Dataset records
>>>

//! Conflict-safe tuple location
//!
//! Given a unique-index scan key, find at most one matching row and
//! optionally lock it, without ever returning a row a concurrent
//! uncommitted transaction might still retract.
//!
//! Protocol:
//! 1. Probe the index under a dirty snapshot, so in-progress writers'
//!    rows are seen rather than skipped.
//! 2. If the matching row is contested by an in-flight transaction
//!    (creator or deleter), wait for that transaction, then retry from
//!    the top: the winner's outcome may change which row now matches.
//! 3. If locking was requested, take the row lock under the latest
//!    committed snapshot. A concurrent-update report means the probed
//!    version is stale; retry from the top.
//!
//! The retry loop is unbounded. The host engine's lock manager and its
//! deadlock detection are the backstop; under contention the loop is
//! O(1) in practice. A warning is logged every 100 retries so a stall
//! is observable.

use crate::engine::{LockOutcome, RelationId, RowLockMode, TupleData, TupleId, TupleScan, TxnId};
use crate::observability::Logger;

use super::errors::{LocatorError, LocatorResult};
use super::scan_key::IndexScanKey;

/// Retry count at which a stalled lookup is reported.
const RETRY_WARN_INTERVAL: u64 = 100;

/// A located row. The tuple reference stays valid, and the lock (when
/// requested) stays held, until the caller's transaction ends.
#[derive(Debug, Clone)]
pub struct FoundTuple {
    /// Stored tuple identity
    pub tuple: TupleId,
    /// Materialized row values
    pub data: TupleData,
}

/// Locates rows through the host engine's tuple-scan/lock contract.
pub struct TupleLocator<'a, E: TupleScan> {
    engine: &'a E,
}

impl<'a, E: TupleScan> TupleLocator<'a, E> {
    /// Creates a locator over the given engine.
    pub fn new(engine: &'a E) -> Self {
        Self { engine }
    }

    /// Finds the row matching `key` in its unique index, waiting out
    /// in-flight writers, and locks it when `lock` is given.
    ///
    /// A key containing NULL is refused: it can never match a row, and
    /// silently reporting "not found" would let the caller proceed as
    /// if the key were meaningful.
    pub fn locate(
        &self,
        txn: TxnId,
        rel: RelationId,
        key: &IndexScanKey,
        lock: Option<RowLockMode>,
    ) -> LocatorResult<Option<FoundTuple>> {
        if key.has_nulls() {
            return Err(LocatorError::KeyContainsNull {
                index: key.index_name().to_string(),
            });
        }

        let mut retries: u64 = 0;
        loop {
            let probed = match self.engine.dirty_probe(rel, key)? {
                Some(tuple) => tuple,
                None => return Ok(None),
            };

            // Contested: the row's creator or deleter has not resolved.
            // Wait it out and re-probe; its commit or abort may change
            // which row, if any, now matches.
            if let Some(contender) = probed.in_flight {
                self.engine.wait_for(contender);
                retries += 1;
                self.warn_if_stalled(retries, key);
                continue;
            }

            if let Some(mode) = lock {
                match self.engine.lock_tuple(txn, rel, probed.tuple, mode)? {
                    LockOutcome::Acquired => {}
                    LockOutcome::ConcurrentlyUpdated => {
                        // The probed version went stale between scan and
                        // lock. Start over rather than touch it.
                        Logger::trace(
                            "LOCATOR_CONCURRENT_UPDATE",
                            &[("index", key.index_name())],
                        );
                        retries += 1;
                        self.warn_if_stalled(retries, key);
                        continue;
                    }
                }
            }

            return Ok(Some(FoundTuple {
                tuple: probed.tuple,
                data: probed.data,
            }));
        }
    }

    fn warn_if_stalled(&self, retries: u64, key: &IndexScanKey) {
        if retries % RETRY_WARN_INTERVAL == 0 {
            Logger::warn(
                "LOCATOR_RETRY_STALLED",
                &[
                    ("index", key.index_name()),
                    ("retries", &retries.to_string()),
                ],
            );
        }
    }
}

#[cfg(test)]
mod tests {
    use super::*;
    use crate::engine::{DirtyTuple, EngineResult};
    use serde_json::json;
    use std::cell::RefCell;

    /// Scripted engine: each probe pops the next canned answer, and
    /// waits/locks are recorded so tests can assert the protocol.
    struct ScriptedEngine {
        probes: RefCell<Vec<Option<DirtyTuple>>>,
        lock_outcomes: RefCell<Vec<LockOutcome>>,
        waited_for: RefCell<Vec<TxnId>>,
    }

    impl ScriptedEngine {
        fn new(probes: Vec<Option<DirtyTuple>>, locks: Vec<LockOutcome>) -> Self {
            // Scripts are popped from the back.
            Self {
                probes: RefCell::new(probes.into_iter().rev().collect()),
                lock_outcomes: RefCell::new(locks.into_iter().rev().collect()),
                waited_for: RefCell::new(Vec::new()),
            }
        }
    }

    impl TupleScan for ScriptedEngine {
        fn dirty_probe(
            &self,
            _rel: RelationId,
            _key: &IndexScanKey,
        ) -> EngineResult<Option<DirtyTuple>> {
            Ok(self.probes.borrow_mut().pop().expect("probe script ran dry"))
        }

        fn wait_for(&self, txn: TxnId) {
            self.waited_for.borrow_mut().push(txn);
        }

        fn lock_tuple(
            &self,
            _txn: TxnId,
            _rel: RelationId,
            _tuple: TupleId,
            _mode: RowLockMode,
        ) -> EngineResult<LockOutcome> {
            Ok(self
                .lock_outcomes
                .borrow_mut()
                .pop()
                .expect("lock script ran dry"))
        }
    }

    fn key_for_value(value: i64) -> IndexScanKey {
        use crate::engine::{ColumnMeta, ColumnType, IndexMeta, Persistence, RelationMeta};
        let rel = RelationMeta {
            id: RelationId::new(1),
            schema: "app".to_string(),
            name: "t".to_string(),
            persistence: Persistence::Permanent,
            columns: vec![ColumnMeta {
                name: "id".to_string(),
                column_type: ColumnType::Int,
                nullable: false,
            }],
            indexes: vec![IndexMeta {
                name: "t_pkey".to_string(),
                columns: vec![0],
                unique: true,
                expression: false,
            }],
            replica_identity: Some(0),
        };
        super::super::build_index_scan_key(
            &rel,
            rel.index("t_pkey").unwrap(),
            &TupleData::new(vec![Some(json!(value))]),
        )
        .unwrap()
    }

    fn null_key() -> IndexScanKey {
        use crate::engine::{ColumnMeta, ColumnType, IndexMeta, Persistence, RelationMeta};
        let rel = RelationMeta {
            id: RelationId::new(1),
            schema: "app".to_string(),
            name: "t".to_string(),
            persistence: Persistence::Permanent,
            columns: vec![ColumnMeta {
                name: "id".to_string(),
                column_type: ColumnType::Int,
                nullable: true,
            }],
            indexes: vec![IndexMeta {
                name: "t_pkey".to_string(),
                columns: vec![0],
                unique: true,
                expression: false,
            }],
            replica_identity: Some(0),
        };
        super::super::build_index_scan_key(
            &rel,
            rel.index("t_pkey").unwrap(),
            &TupleData::new(vec![None]),
        )
        .unwrap()
    }

    fn tuple(id: u64, in_flight: Option<u64>) -> DirtyTuple {
        DirtyTuple {
            tuple: TupleId::new(id),
            data: TupleData::new(vec![Some(json!(1))]),
            in_flight: in_flight.map(TxnId::new),
        }
    }

    #[test]
    fn test_not_found_without_contention() {
        let engine = ScriptedEngine::new(vec![None], vec![]);
        let locator = TupleLocator::new(&engine);
        let found = locator
            .locate(TxnId::new(1), RelationId::new(1), &key_for_value(1), None)
            .unwrap();
        assert!(found.is_none());
        assert!(engine.waited_for.borrow().is_empty());
    }

    #[test]
    fn test_waits_out_in_flight_writer_then_retries() {
        // First probe sees a contested tuple, second sees it settled.
        let engine = ScriptedEngine::new(
            vec![Some(tuple(10, Some(77))), Some(tuple(10, None))],
            vec![],
        );
        let locator = TupleLocator::new(&engine);
        let found = locator
            .locate(TxnId::new(1), RelationId::new(1), &key_for_value(1), None)
            .unwrap()
            .expect("row should be found after the writer resolves");
        assert_eq!(found.tuple, TupleId::new(10));
        assert_eq!(*engine.waited_for.borrow(), vec![TxnId::new(77)]);
    }

    #[test]
    fn test_winner_abort_can_erase_the_match() {
        // Contested on the first probe; after waiting, the writer turns
        // out to have aborted and nothing matches any more.
        let engine = ScriptedEngine::new(vec![Some(tuple(10, Some(77))), None], vec![]);
        let locator = TupleLocator::new(&engine);
        let found = locator
            .locate(TxnId::new(1), RelationId::new(1), &key_for_value(1), None)
            .unwrap();
        assert!(found.is_none());
    }

    #[test]
    fn test_concurrent_update_during_lock_restarts_lookup() {
        let engine = ScriptedEngine::new(
            vec![Some(tuple(10, None)), Some(tuple(11, None))],
            vec![LockOutcome::ConcurrentlyUpdated, LockOutcome::Acquired],
        );
        let locator = TupleLocator::new(&engine);
        let found = locator
            .locate(
                TxnId::new(1),
                RelationId::new(1),
                &key_for_value(1),
                Some(RowLockMode::Exclusive),
            )
            .unwrap()
            .expect("second attempt should lock the fresh version");
        assert_eq!(found.tuple, TupleId::new(11));
    }

    #[test]
    fn test_null_key_is_refused() {
        let engine = ScriptedEngine::new(vec![], vec![]);
        let locator = TupleLocator::new(&engine);
        let err = locator
            .locate(TxnId::new(1), RelationId::new(1), &null_key(), None)
            .unwrap_err();
        assert!(matches!(err, LocatorError::KeyContainsNull { .. }));
    }
}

<<<

TASK TO CARRY OUT:
Tally the lines in the records that contain "ScriptedEngine", then give only the tally.

TASK ANSWER:
8